Исследование вопросов, связанных с этногенезом и этнической историей монголоязычных народов в контексте взаимодействия с народами Евразии, продолжает оставаться одним из наиболее актуальных направлений современного востоковедения. В последние десятилетия появился большой ряд трудов [Авляев 2002; Буряты 2004; Викторова 1980; Дашибалов 2005; Дугаров 1983; Зориктуев 1997, 2011; Калмыки 2010; Коновалов 1999; Нанзатов 2005; Нимаев 1988, 2000; Павлинская 2008; Очир 1993; Очиров 2010; Санчиров 1990, 2010; Эрдниев 1970; и др.], продолжающих и углубляющих исследования, предпринятые отечественными учеными в прошлом. Однако многие вопросы, связанные с происхождением монголов, остаются неразрешенными. Речь идет как о недостаточной исследованности вопросов ранней истории монголов, так и о том, что учеными в различной степени изучалась этническая история разных народов монгольского круга. Так, высказываются различные мнения по вопросу о ранней территории расселения монгольских этнических общностей, локализации их прародины, о времени сложения отдельных монголоязычных этносов, происхождении этнических групп и др.
В целом проблематика, связанная с исследованием этнической истории, весьма обширна. Она определяет необходимость применения комплексного анализа огромного количества источников и междисциплинарного подхода и обобщения результатов анализа источников.
Монография Б. Р. Зориктуева «Актуальные проблемы этнической истории монголов и бурят» обобщает результаты многолетних исследований автора по вопросам этногенеза и этнического развития монголоязычных народов. В книге анализируются, как пишет автор, «узловые проблемы» этнической истории монгольского и бурятского народов. Основная тематика, исследуемая Б. Р. Зориктуевым в данной работе, связана с ранним этапом формирования монгольской этнической общности, а также с вопросами сложения бурят.
Рецензируемой монографии предшествовал ряд публикаций Б. Р. Зориктуева, в которых автор апробировал основные результаты исследований и обосновал соб-
ственный взгляд на раннюю историю монголов и основные этапы сложения бурятской общности [Зориктуев 1996, 1997, 2003, 2004, 2011, 2011а, и др.]. Исследование большого спектра вопросов, связанных с осмыслением актуальных проблем этнической истории монголов и бурят, обобщено в монографии в три блока.

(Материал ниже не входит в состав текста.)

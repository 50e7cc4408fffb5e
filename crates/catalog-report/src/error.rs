//! Report error types.

use std::path::PathBuf;
use thiserror::Error;

/// Errors raised while rendering or writing a document.
#[derive(Debug, Error)]
pub enum ReportError {
    /// Catalog could not be serialized to JSON.
    #[error("failed to serialize catalog: {source}")]
    Serialize {
        #[source]
        source: serde_json::Error,
    },

    /// File I/O error.
    #[error("failed to {operation} file: {path}")]
    Io {
        operation: &'static str,
        path: PathBuf,
        #[source]
        source: std::io::Error,
    },

    /// The finished temp file could not be moved over the target.
    #[error("failed to replace {target_path} with {temp_path}: {source}")]
    AtomicWriteFailed {
        temp_path: PathBuf,
        target_path: PathBuf,
        #[source]
        source: std::io::Error,
    },
}

/// Result type for report operations.
pub type Result<T> = std::result::Result<T, ReportError>;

Первый блок проблем анализируется в контексте монголоведческих исследований раннего этапа истории монголов, названного автором «эргунэ-кунским» (с VI века — т. е. после разгрома тюркскими племенами жужаней — и до рубежа VIII-IX вв., когда после падения в 745 г. Восточнотюркского каганата монголы совершили миграцию к Онону). Второй блок проблем касается следующего этапа этнической истории монголов, а также социально-политических изменений, связанных с историей монгольских народов, объединившихся в рамках монгольского государства, по мнению автора, в единый монгольский суперэтнос. Третий блок проблем, исследуемых в монографии, связан с периодизацией этнической истории бурят, определением сущности трансформационных процессов, происходивших в Предбайкалье и Забайкалье на разных этапах формирования народа.
Книга основана на широком круге источников. Автор акцентирует внимание на необходимости при изучении раннего этапа этнической истории обращения к самым ранним письменным источникам (и прежде всего к «Сборнику летописей» Рашид-ад-дина и «Тайной истории монголов»), критически осмысливая данные более поздних летописей. Источниковая база существенно расширена за счет полевых материалов, собранных автором во время экспедиций в северо-восточный Китай.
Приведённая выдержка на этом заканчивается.